# AIM OF THE EXERCISE
Below are some records; output all of them exactly.

Saved entries
»»

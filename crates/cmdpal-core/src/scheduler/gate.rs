use std::time::{Duration, Instant};

/// Earliest instant at which a refresh may run.
#[derive(Debug, Clone, Copy, PartialEq, Eq)]
pub struct RefreshGate {
    next_allowed: Instant,
}

impl RefreshGate {
    /// A gate that is already open at `now`.
    pub fn open_at(now: Instant) -> Self {
        Self { next_allowed: now }
    }

    pub fn next_allowed(&self) -> Instant {
        self.next_allowed
    }

    pub fn is_open(&self, now: Instant) -> bool {
        now >= self.next_allowed
    }

    /// Keep the gate closed until at least `until`.
    ///
    /// Never moves the deadline backwards. Returns `true` if it moved.
    pub fn defer_until(&mut self, until: Instant) -> bool {
        if until > self.next_allowed {
            self.next_allowed = until;
            true
        } else {
            false
        }
    }

    /// Time left until the gate opens, zero if already open.
    pub fn remaining(&self, now: Instant) -> Duration {
        self.next_allowed.saturating_duration_since(now)
    }
}

#[cfg(test)]
mod tests {
    use super::*;

    #[test]
    fn test_new_gate_is_open() {
        let now = Instant::now();
        let gate = RefreshGate::open_at(now);
        assert!(gate.is_open(now));
        assert_eq!(gate.remaining(now), Duration::ZERO);
    }

    #[test]
    fn test_defer_closes_until_deadline() {
        let now = Instant::now();
        let mut gate = RefreshGate::open_at(now);
        assert!(gate.defer_until(now + Duration::from_secs(10)));

        assert!(!gate.is_open(now + Duration::from_secs(9)));
        assert!(gate.is_open(now + Duration::from_secs(10)));
        assert_eq!(gate.remaining(now), Duration::from_secs(10));
    }

    #[test]
    fn test_defer_never_moves_backwards() {
        let now = Instant::now();
        let mut gate = RefreshGate::open_at(now);
        gate.defer_until(now + Duration::from_secs(10));

        assert!(!gate.defer_until(now + Duration::from_secs(5)));
        assert_eq!(gate.next_allowed(), now + Duration::from_secs(10));
    }
}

««

# ANSWER TO THE PROBLEM
filename crates/cmdpal-core/src/scheduler/gate.rs
use std::time::{Duration, Instant};

/// Earliest instant at which a refresh may run.
#[derive(Debug, Clone, Copy, PartialEq, Eq)]
pub struct RefreshGate {
    next_allowed: Instant,
}

impl RefreshGate {
    /// A gate that is already open at `now`.
    pub fn open_at(now: Instant) -> Self {
        Self { next_allowed: now }
    }

    pub fn next_allowed(&self) -> Instant {
        self.next_allowed
    }

    pub fn is_open(&self, now: Instant) -> bool {
        now >= self.next_allowed
    }

    /// Keep the gate closed until at least `until`.
    ///
    /// Never moves the deadline backwards. Returns `true` if it moved.
    pub fn defer_until(&mut self, until: Instant) -> bool {
        if until > self.next_allowed {
            self.next_allowed = until;
            true
        } else {
            false
        }
    }

    /// Time left until the gate opens, zero if already open.
    pub fn remaining(&self, now: Instant) -> Duration {
        self.next_allowed.saturating_duration_since(now)
    }
}

#[cfg(test)]
mod tests {
    use super::*;

    #[test]
    fn test_new_gate_is_open() {
        let now = Instant::now();
        let gate = RefreshGate::open_at(now);
        assert!(gate.is_open(now));
        assert_eq!(gate.remaining(now), Duration::ZERO);
    }

    #[test]
    fn test_defer_closes_until_deadline() {
        let now = Instant::now();
        let mut gate = RefreshGate::open_at(now);
        assert!(gate.defer_until(now + Duration::from_secs(10)));

        assert!(!gate.is_open(now + Duration::from_secs(9)));
        assert!(gate.is_open(now + Duration::from_secs(10)));
        assert_eq!(gate.remaining(now), Duration::from_secs(10));
    }

    #[test]
    fn test_defer_never_moves_backwards() {
        let now = Instant::now();
        let mut gate = RefreshGate::open_at(now);
        gate.defer_until(now + Duration::from_secs(10));

        assert!(!gate.defer_until(now + Duration::from_secs(5)));
        assert_eq!(gate.next_allowed(), now + Duration::from_secs(10));
    }
}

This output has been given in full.